All lines up to and including the one that contains "type Error = DetectionError;" are to be transcribed exactly, starting from the first line of the records.

____ Extracted data

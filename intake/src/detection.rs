use std::future::Future;
use std::sync::Arc;
use std::time::Duration;

use base64::Engine;
use base64::engine::general_purpose::STANDARD;
use futures::future::{self, Either};
use futures::pin_mut;
use log::{debug, warn};
use serde::Serialize;
use shared::{AnalysisRequest, AnalysisResponse, MediaType};

use crate::error::DetectionError;

/// Image bytes submitted for analysis.
#[derive(Debug, Clone, PartialEq, Eq)]
pub struct AnalysisPayload {
    pub bytes: Arc<[u8]>,
    pub media_type: MediaType,
}

impl AnalysisPayload {
    pub fn to_request(&self) -> AnalysisRequest {
        AnalysisRequest {
            image_data: STANDARD.encode(&self.bytes),
            mime_type: self.media_type.mime().to_string(),
        }
    }
}

#[derive(Debug, Clone, PartialEq, Serialize)]
pub struct DetectionResult {
    pub condition_label: String,
    /// Always within `0.0..=100.0`.
    pub confidence_percent: f32,
    pub severity: Option<String>,
}

impl TryFrom<AnalysisResponse> for DetectionResult {
    type Error = DetectionError;

    fn try_from(response: AnalysisResponse) -> Result<Self, Self::Error> {
        let label = response.condition_label.trim();
        if label.is_empty() {
            return Err(DetectionError::service(None, "response has no condition label"));
        }
        let confidence = response.confidence_percent;
        if !confidence.is_finite() || !(0.0..=100.0).contains(&confidence) {
            return Err(DetectionError::service(
                None,
                format!("confidence {confidence} is outside 0-100"),
            ));
        }
        Ok(DetectionResult {
            condition_label: label.to_string(),
            confidence_percent: confidence,
            severity: response.severity.filter(|s| !s.trim().is_empty()),
        })
    }
}

/// Transport to the external analysis service.
#[allow(async_fn_in_trait)]
pub trait AnalysisService {
    async fn submit(&self, request: &AnalysisRequest) -> Result<AnalysisResponse, DetectionError>;
}

/// Source of delays, supplied by the host runtime.
pub trait Timer {
    fn sleep(&self, duration: Duration) -> impl Future<Output = ()>;
}

pub struct DetectionPipeline<A, T> {
    service: A,
    timer: T,
    timeout: Duration,
}

impl<A: AnalysisService, T: Timer> DetectionPipeline<A, T> {
    pub fn new(service: A, timer: T, timeout: Duration) -> Self {
        Self {
            service,
            timer,
            timeout,
        }
    }

    pub fn service(&self) -> &A {
        &self.service
    }

    pub fn timeout(&self) -> Duration {
        self.timeout
    }

    /// Submits one payload. Responses slower than the configured timeout
    /// resolve to [`DetectionError::Timeout`]; the request itself is dropped.
    pub async fn detect(&self, payload: &AnalysisPayload) -> Result<DetectionResult, DetectionError> {
        let request = payload.to_request();
        debug!(
            "Submitting {} bytes of {} for analysis",
            payload.bytes.len(),
            payload.media_type
        );

        let submit = self.service.submit(&request);
        let deadline = self.timer.sleep(self.timeout);
        pin_mut!(submit, deadline);

        let response = match future::select(submit, deadline).await {
            Either::Left((response, _)) => response,
            Either::Right(((), _)) => Err(DetectionError::Timeout(self.timeout)),
        };

        match response.and_then(DetectionResult::try_from) {
            Ok(result) => Ok(result),
            Err(err) => {
                warn!("Detection request failed: {err}");
                Err(err)
            }
        }
    }
}
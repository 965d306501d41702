use super::super::Model;
use gloo_file::File as GlooFile;
use gloo_timers::callback::Timeout;
use std::cell::RefCell;
use std::rc::Rc;
use web_sys::FileList;
use yew::prelude::*;

// Debounce function to limit button events
pub fn debounce<F>(duration: i32, callback: F) -> Callback<MouseEvent>
where
    F: Fn() + Clone + 'static,
{
    let timeout = Rc::new(RefCell::new(None::<Timeout>));
    let timeout_clone = Rc::clone(&timeout);

    Callback::from(move |_| {
        let mut timeout_ref = timeout_clone.borrow_mut();

        if let Some(old_timeout) = timeout_ref.take() {
            old_timeout.cancel();
        }

        let inner_callback = callback.clone();
        let new_timeout = Timeout::new(duration as u32, move || {
            inner_callback();
        });

        *timeout_ref = Some(new_timeout);
    })
}

pub fn first_file(file_list: &FileList) -> Option<GlooFile> {
    file_list.item(0).map(GlooFile::from)
}

pub fn format_megabytes(size_bytes: u64) -> String {
    format!("{:.2} MB", size_bytes as f64 / (1024.0 * 1024.0))
}

pub fn render_error_message(model: &Model) -> Html {
    if let Some(error_msg) = &model.error {
        html! {
            <div class="error-message">
                <i class="fa-solid fa-circle-exclamation"></i>
                <p>{ error_msg }</p>
            </div>
        }
    } else {
        html! {}
    }
}
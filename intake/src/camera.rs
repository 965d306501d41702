//! Live camera sessions.
//!
//! The manager is the only owner of a device stream. Callers go through
//! [`CameraSessionManager::open`], [`CameraSessionManager::capture_frame`] and
//! [`CameraSessionManager::close`]; they never stop tracks themselves.

use image::codecs::jpeg::JpegEncoder;
use image::{DynamicImage, RgbaImage};
use log::{debug, info};
use shared::{FacingMode, MediaType};

use crate::error::{CaptureError, DeviceAccessDenied};

/// A single RGBA sample of the live video at the stream's native resolution.
#[derive(Debug, Clone, PartialEq, Eq)]
pub struct RawFrame {
    pub width: u32,
    pub height: u32,
    pub rgba: Vec<u8>,
}

/// A captured frame encoded as a still image.
#[derive(Debug, Clone, PartialEq, Eq)]
pub struct CapturedFrame {
    pub width: u32,
    pub height: u32,
    pub media_type: MediaType,
    pub bytes: Vec<u8>,
}

/// Host-provided live video stream.
pub trait VideoStream {
    fn resolution(&self) -> (u32, u32);

    fn sample_frame(&self) -> Result<RawFrame, CaptureError>;

    /// Stops every track of the underlying stream.
    fn stop(&mut self);
}

/// Host-provided access to video capture devices.
#[allow(async_fn_in_trait)]
pub trait MediaDevices {
    type Stream: VideoStream;

    async fn request_stream(&self, facing: FacingMode) -> Result<Self::Stream, DeviceAccessDenied>;
}

/// Media devices of a host with no camera at all.
#[derive(Debug, Clone, Copy, Default)]
pub struct NoDevices;

/// Stream type of [`NoDevices`]; it has no values.
#[derive(Debug)]
pub enum NoStream {}

impl VideoStream for NoStream {
    fn resolution(&self) -> (u32, u32) {
        match *self {}
    }

    fn sample_frame(&self) -> Result<RawFrame, CaptureError> {
        match *self {}
    }

    fn stop(&mut self) {
        match *self {}
    }
}

impl MediaDevices for NoDevices {
    type Stream = NoStream;

    async fn request_stream(&self, _facing: FacingMode) -> Result<NoStream, DeviceAccessDenied> {
        Err(DeviceAccessDenied::new("no video input devices on this host"))
    }
}

pub struct CameraSession<S: VideoStream> {
    stream: S,
    facing: FacingMode,
}

impl<S: VideoStream> CameraSession<S> {
    pub fn facing(&self) -> FacingMode {
        self.facing
    }

    pub fn stream(&self) -> &S {
        &self.stream
    }
}

pub struct CameraSessionManager<S: VideoStream> {
    session: Option<CameraSession<S>>,
    capture_quality: u8,
}

impl<S: VideoStream> CameraSessionManager<S> {
    pub fn new(capture_quality: u8) -> Self {
        Self {
            session: None,
            capture_quality: capture_quality.clamp(1, 100),
        }
    }

    /// Requests a stream from `devices` and makes it the active session.
    pub async fn open<D>(&mut self, devices: &D, facing: FacingMode) -> Result<(), DeviceAccessDenied>
    where
        D: MediaDevices<Stream = S>,
    {
        self.close();
        let stream = devices.request_stream(facing).await?;
        self.adopt(stream, facing);
        Ok(())
    }

    /// Takes ownership of an already granted stream. Any prior session is
    /// closed first so that at most one stream is live.
    pub fn adopt(&mut self, stream: S, facing: FacingMode) {
        self.close();
        let (width, height) = stream.resolution();
        info!("Camera session opened ({facing}, {width}x{height})");
        self.session = Some(CameraSession { stream, facing });
    }

    pub fn is_active(&self) -> bool {
        self.session.is_some()
    }

    pub fn session(&self) -> Option<&CameraSession<S>> {
        self.session.as_ref()
    }

    /// The live stream, for hosts that bind it to a preview element.
    pub fn preview_stream(&self) -> Option<&S> {
        self.session.as_ref().map(CameraSession::stream)
    }

    /// Samples the current frame and encodes it as JPEG. The stream keeps
    /// running.
    pub fn capture_frame(&self) -> Result<CapturedFrame, CaptureError> {
        let session = self.session.as_ref().ok_or(CaptureError::NoActiveSession)?;
        let frame = session.stream.sample_frame()?;
        encode_frame(frame, self.capture_quality)
    }

    /// Stops the stream and drops the session. Closing without a session is a
    /// no-op.
    pub fn close(&mut self) {
        if let Some(mut session) = self.session.take() {
            session.stream.stop();
            debug!("Camera session closed");
        }
    }
}

impl<S: VideoStream> Drop for CameraSessionManager<S> {
    fn drop(&mut self) {
        self.close();
    }
}

fn encode_frame(frame: RawFrame, quality: u8) -> Result<CapturedFrame, CaptureError> {
    let RawFrame { width, height, rgba } = frame;
    if width == 0 || height == 0 {
        return Err(CaptureError::NotReady);
    }
    let image = RgbaImage::from_raw(width, height, rgba)
        .ok_or(CaptureError::MalformedFrame { width, height })?;
    // JPEG carries no alpha channel.
    let rgb = DynamicImage::ImageRgba8(image).to_rgb8();

    let mut bytes = Vec::new();
    JpegEncoder::new_with_quality(&mut bytes, quality).encode_image(&rgb)?;

    Ok(CapturedFrame {
        width,
        height,
        media_type: MediaType::Jpeg,
        bytes,
    })
}
use std::future::Future;
use std::time::Duration;

use intake::{AnalysisService, DetectionError, Timer};
use reqwest::Client as HttpClient;
use shared::{AnalysisRequest, AnalysisResponse};
use url::Url;

/// Analysis service reached over HTTP with a JSON body.
#[derive(Clone)]
pub struct ReqwestAnalysisService {
    http_client: HttpClient,
    endpoint: Url,
}

impl ReqwestAnalysisService {
    pub fn new(endpoint: Url) -> Self {
        Self {
            http_client: HttpClient::new(),
            endpoint,
        }
    }

    pub fn endpoint(&self) -> &Url {
        &self.endpoint
    }
}

/// Resolves a configured endpoint, which may be a path, against a base URL.
pub fn resolve_endpoint(base: &str, endpoint: &str) -> Result<Url, url::ParseError> {
    match Url::parse(endpoint) {
        Ok(url) => Ok(url),
        Err(url::ParseError::RelativeUrlWithoutBase) => Url::parse(base)?.join(endpoint),
        Err(e) => Err(e),
    }
}

fn classify(err: reqwest::Error) -> DetectionError {
    if err.is_connect() || err.is_request() {
        DetectionError::NetworkUnavailable(err.to_string())
    } else {
        DetectionError::service(err.status().map(|s| s.as_u16()), err.to_string())
    }
}

impl AnalysisService for ReqwestAnalysisService {
    async fn submit(&self, request: &AnalysisRequest) -> Result<AnalysisResponse, DetectionError> {
        log::debug!("POST {} ({})", self.endpoint, request.mime_type);
        let response = self
            .http_client
            .post(self.endpoint.clone())
            .json(request)
            .send()
            .await
            .map_err(classify)?;

        let status = response.status();
        if !status.is_success() {
            let body = response.text().await.unwrap_or_default();
            return Err(DetectionError::service(
                Some(status.as_u16()),
                format!("Server error: {} - {}", status, body),
            ));
        }

        response.json::<AnalysisResponse>().await.map_err(|e| {
            DetectionError::service(Some(status.as_u16()), format!("Failed to parse response: {}", e))
        })
    }
}

pub struct TokioTimer;

impl Timer for TokioTimer {
    fn sleep(&self, duration: Duration) -> impl Future<Output = ()> {
        tokio::time::sleep(duration)
    }
}

#[cfg(test)]
mod tests {
    use super::*;

    #[test]
    fn relative_endpoint_joins_base() {
        let url = resolve_endpoint("http://localhost:8080", "/api/analyze").unwrap();
        assert_eq!(url.as_str(), "http://localhost:8080/api/analyze");
    }

    #[test]
    fn absolute_endpoint_ignores_base() {
        let url = resolve_endpoint("http://localhost:8080", "https://screening.test/v1/analyze").unwrap();
        assert_eq!(url.host_str(), Some("screening.test"));
    }

    #[test]
    fn bad_base_is_reported() {
        assert!(resolve_endpoint("not a url", "/api/analyze").is_err());
    }
}
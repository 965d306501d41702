//! The acquisition state machine.
//!
//! Every operation is synchronous. Work that has to wait on the host (reading
//! file bytes, device access, analysis requests) is handed out as a [`Ticket`]
//! or an [`Effect`] and comes back through [`AcquisitionController::file_loaded`]
//! or [`AcquisitionController::complete`]. A completion is applied only while
//! the state still waits on its ticket; anything else is stale and dropped.

use std::sync::Arc;

use log::{debug, info, warn};
use serde::Serialize;
use shared::{CandidateId, FacingMode, MediaType};

use crate::camera::{CameraSessionManager, CapturedFrame, VideoStream};
use crate::config::IntakeConfig;
use crate::detection::{AnalysisPayload, DetectionResult};
use crate::effects::{Completion, Effect, Ticket};
use crate::error::{AcquisitionError, ContractViolation, DetectionError, DeviceAccessDenied};
use crate::preview::{Preview, PreviewRenderer};
use crate::validator::{
    ConstraintKind, ConstraintViolation, FileMetadata, FileValidator, ValidationResult,
};

#[derive(Debug, Clone, Copy, PartialEq, Eq, Serialize, strum_macros::Display)]
#[serde(rename_all = "snake_case")]
#[strum(serialize_all = "snake_case")]
pub enum StateKind {
    Empty,
    Validating,
    Invalid,
    Ready,
    CameraOpen,
    Analyzing,
    Complete,
    Failed,
}

#[derive(Debug, Clone, Copy, PartialEq, Eq, strum_macros::Display)]
#[strum(serialize_all = "snake_case")]
pub enum Operation {
    SelectFile,
    OpenCamera,
    CaptureFrame,
    StartLiveDetection,
    Analyze,
    Retry,
}

#[derive(Debug, Clone, PartialEq, Eq, Serialize)]
pub enum CandidateSource {
    File { name: String },
    CapturedFrame { width: u32, height: u32 },
}

/// An image that passed acceptance and can be submitted.
#[derive(Debug, Clone, PartialEq)]
pub struct ImageCandidate {
    id: CandidateId,
    source: CandidateSource,
    media_type: MediaType,
    bytes: Arc<[u8]>,
    preview: Preview,
}
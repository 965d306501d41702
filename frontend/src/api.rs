use gloo_net::http::Request;
use intake::{AnalysisService, DetectionError};
use shared::{AnalysisRequest, AnalysisResponse};

/// Posts analysis requests as JSON to the configured endpoint.
pub struct HttpAnalysisService {
    endpoint: String,
}

impl HttpAnalysisService {
    pub fn new(endpoint: String) -> Self {
        Self { endpoint }
    }
}

fn browser_offline() -> bool {
    web_sys::window().is_some_and(|w| !w.navigator().on_line())
}

impl AnalysisService for HttpAnalysisService {
    async fn submit(&self, request: &AnalysisRequest) -> Result<AnalysisResponse, DetectionError> {
        if browser_offline() {
            return Err(DetectionError::NetworkUnavailable("browser is offline".into()));
        }

        let response = Request::post(&self.endpoint)
            .json(request)
            .map_err(|e| DetectionError::service(None, format!("Failed to build request: {}", e)))?
            .send()
            .await
            .map_err(|e| DetectionError::NetworkUnavailable(e.to_string()))?;

        let status = response.status();
        if !response.ok() {
            let body = response.text().await.unwrap_or_default();
            log::warn!("Analysis service answered {}: {}", status, body);
            return Err(DetectionError::service(
                Some(status),
                format!("Server error: {} - {}", status, body),
            ));
        }

        response
            .json::<AnalysisResponse>()
            .await
            .map_err(|e| DetectionError::service(Some(status), format!("Failed to parse response: {}", e)))
    }
}
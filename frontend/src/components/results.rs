use super::super::{Model, Msg};
use super::preview_area::render_candidate_preview;
use super::utils::debounce;
use intake::{AcquisitionState, DetectionError, DetectionResult, ImageCandidate};
use yew::prelude::*;

pub fn render_results(model: &Model, ctx: &Context<Model>) -> Html {
    match model.controller.state() {
        AcquisitionState::Complete { candidate, result } => render_complete(candidate, result, ctx),
        AcquisitionState::Failed { candidate, error } => render_failed(candidate, error, ctx),
        _ => html! {},
    }
}

pub fn render_confidence_meter(confidence: f32) -> Html {
    html! {
        <div class="confidence-meter">
            <div class="meter-label">{"Confidence:"}</div>
            <div class="meter">
                <div class="meter-fill" style={format!("width: {}%", confidence)}></div>
            </div>
            <div class="meter-value">{format!("{:.1}%", confidence)}</div>
        </div>
    }
}

fn render_complete(candidate: &ImageCandidate, result: &DetectionResult, ctx: &Context<Model>) -> Html {
    let link = ctx.link().clone();

    html! {
        <div class="results-container">
            { render_candidate_preview(candidate) }
            <div class="result-header">
                <h2 title={format!("Analysis results for: {}", candidate.display_name())}>
                    <i class="fa-solid fa-notes-medical"></i>
                    { format!(" {}", result.condition_label) }
                </h2>
                { render_confidence_meter(result.confidence_percent) }
                {
                    if let Some(severity) = &result.severity {
                        html! {
                            <p class={classes!("severity", severity.to_lowercase())}>
                                { format!("Severity: {}", severity) }
                            </p>
                        }
                    } else {
                        html! {}
                    }
                }
            </div>
            <div class="button-container">
                <button
                    class="analyze-btn"
                    onclick={debounce(300, {
                        let link = link.clone();
                        move || link.send_message(Msg::Clear)
                    })}
                >
                    <i class="fa-solid fa-rotate-left"></i>{" Analyze Another Image"}
                </button>
            </div>
        </div>
    }
}

fn failure_hint(error: &DetectionError) -> &'static str {
    match error {
        DetectionError::NetworkUnavailable(_) => "Check your connection and try again.",
        DetectionError::Timeout(_) => "The analysis service took too long to answer.",
        DetectionError::ServiceError { .. } => "The analysis service could not process this image.",
    }
}

fn render_failed(candidate: &ImageCandidate, error: &DetectionError, ctx: &Context<Model>) -> Html {
    let link = ctx.link().clone();

    html! {
        <div class="results-container failed">
            { render_candidate_preview(candidate) }
            <div class="error-message">
                <i class="fa-solid fa-circle-exclamation"></i>
                <p>{ error.to_string() }</p>
                <p class="hint">{ failure_hint(error) }</p>
            </div>
            <div class="button-container">
                <button
                    class="analyze-btn"
                    onclick={debounce(300, {
                        let link = link.clone();
                        move || link.send_message(Msg::Retry)
                    })}
                >
                    <i class="fa-solid fa-rotate-right"></i>{" Retry"}
                </button>
                <button
                    class="analyze-btn"
                    style="background-color: var(--clear-color);"
                    onclick={debounce(300, {
                        let link = link.clone();
                        move || link.send_message(Msg::Clear)
                    })}
                >
                    <i class="fa-solid fa-trash"></i>{" Remove"}
                </button>
            </div>
        </div>
    }
}
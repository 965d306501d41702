use derive_more::{Display, From};
use serde::{Deserialize, Serialize};
use strum_macros::{EnumIter, EnumString, IntoStaticStr};
use uuid::Uuid;

/// Raster formats the intake pipeline knows how to name. Whether a format is
/// accepted is decided by the configured allow-list, not by this enum.
#[derive(
    Debug, Clone, Copy, PartialEq, Eq, Hash, Serialize, Deserialize, EnumString, EnumIter,
    IntoStaticStr, strum_macros::Display,
)]
#[strum(ascii_case_insensitive)]
pub enum MediaType {
    #[serde(rename = "image/jpeg")]
    #[strum(to_string = "image/jpeg", serialize = "image/jpg")]
    Jpeg,
    #[serde(rename = "image/png")]
    #[strum(serialize = "image/png")]
    Png,
    #[serde(rename = "image/webp")]
    #[strum(serialize = "image/webp")]
    Webp,
    #[serde(rename = "image/gif")]
    #[strum(serialize = "image/gif")]
    Gif,
    #[serde(rename = "image/bmp")]
    #[strum(serialize = "image/bmp")]
    Bmp,
}

impl MediaType {
    pub fn mime(&self) -> &'static str {
        self.into()
    }

    /// Short name shown to users, e.g. in "Please upload a JPG or PNG image."
    pub fn label(&self) -> &'static str {
        match self {
            MediaType::Jpeg => "JPG",
            MediaType::Png => "PNG",
            MediaType::Webp => "WebP",
            MediaType::Gif => "GIF",
            MediaType::Bmp => "BMP",
        }
    }

    pub fn extension(&self) -> &'static str {
        match self {
            MediaType::Jpeg => "jpg",
            MediaType::Png => "png",
            MediaType::Webp => "webp",
            MediaType::Gif => "gif",
            MediaType::Bmp => "bmp",
        }
    }
}

/// Camera facing preference passed to the host's media devices.
#[derive(
    Debug, Clone, Copy, Default, PartialEq, Eq, Serialize, Deserialize, EnumString,
    strum_macros::Display,
)]
#[serde(rename_all = "lowercase")]
#[strum(serialize_all = "lowercase")]
pub enum FacingMode {
    User,
    #[default]
    Environment,
}

#[derive(Debug, Clone, Copy, PartialEq, Eq, Hash, Serialize, Deserialize, Display, From)]
pub struct CandidateId(Uuid);

impl CandidateId {
    pub fn new() -> Self {
        Self(Uuid::new_v4())
    }
}

impl Default for CandidateId {
    fn default() -> Self {
        Self::new()
    }
}

#[derive(Debug, Serialize, Deserialize, Clone, PartialEq)]
#[serde(rename_all = "camelCase")]
pub struct AnalysisRequest {
    /// Base64 (standard alphabet, padded) encoding of the image bytes.
    pub image_data: String,
    pub mime_type: String,
}

#[derive(Debug, Serialize, Deserialize, Clone, PartialEq)]
#[serde(rename_all = "camelCase")]
pub struct AnalysisResponse {
    pub condition_label: String,
    pub confidence_percent: f32,
    #[serde(default, skip_serializing_if = "Option::is_none")]
    pub severity: Option<String>,
}

#[cfg(test)]
mod tests {
    use super::*;
    use std::str::FromStr;

    #[test]
    fn media_type_parses_declared_mime_strings() {
        assert_eq!(MediaType::from_str("image/jpeg").unwrap(), MediaType::Jpeg);
        assert_eq!(MediaType::from_str("image/jpg").unwrap(), MediaType::Jpeg);
        assert_eq!(MediaType::from_str("IMAGE/PNG").unwrap(), MediaType::Png);
        assert!(MediaType::from_str("application/pdf").is_err());
        assert!(MediaType::from_str("").is_err());
    }

    #[test]
    fn media_type_serializes_as_mime() {
        let json = serde_json::to_string(&MediaType::Webp).unwrap();
        assert_eq!(json, "\"image/webp\"");
        assert_eq!(MediaType::Webp.mime(), "image/webp");
        assert_eq!(MediaType::Jpeg.to_string(), "image/jpeg");
    }

    #[test]
    fn analysis_response_uses_camel_case_and_optional_severity() {
        let resp: AnalysisResponse =
            serde_json::from_str(r#"{"conditionLabel":"Eczema","confidencePercent":94.5}"#)
                .unwrap();
        assert_eq!(resp.condition_label, "Eczema");
        assert_eq!(resp.confidence_percent, 94.5);
        assert_eq!(resp.severity, None);
    }

    #[test]
    fn facing_mode_defaults_to_environment() {
        assert_eq!(FacingMode::default(), FacingMode::Environment);
        assert_eq!(FacingMode::User.to_string(), "user");
    }
}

________

→ **Output of the task**
filename intake/src/detection.rs
use std::future::Future;
use std::sync::Arc;
use std::time::Duration;

use base64::Engine;
use base64::engine::general_purpose::STANDARD;
use futures::future::{self, Either};
use futures::pin_mut;
use log::{debug, warn};
use serde::Serialize;
use shared::{AnalysisRequest, AnalysisResponse, MediaType};

use crate::error::DetectionError;

/// Image bytes submitted for analysis.
#[derive(Debug, Clone, PartialEq, Eq)]
pub struct AnalysisPayload {
    pub bytes: Arc<[u8]>,
    pub media_type: MediaType,
}

impl AnalysisPayload {
    pub fn to_request(&self) -> AnalysisRequest {
        AnalysisRequest {
            image_data: STANDARD.encode(&self.bytes),
            mime_type: self.media_type.mime().to_string(),
        }
    }
}

#[derive(Debug, Clone, PartialEq, Serialize)]
pub struct DetectionResult {
    pub condition_label: String,
    /// Always within `0.0..=100.0`.
    pub confidence_percent: f32,
    pub severity: Option<String>,
}

impl TryFrom<AnalysisResponse> for DetectionResult {
    type Error = DetectionError;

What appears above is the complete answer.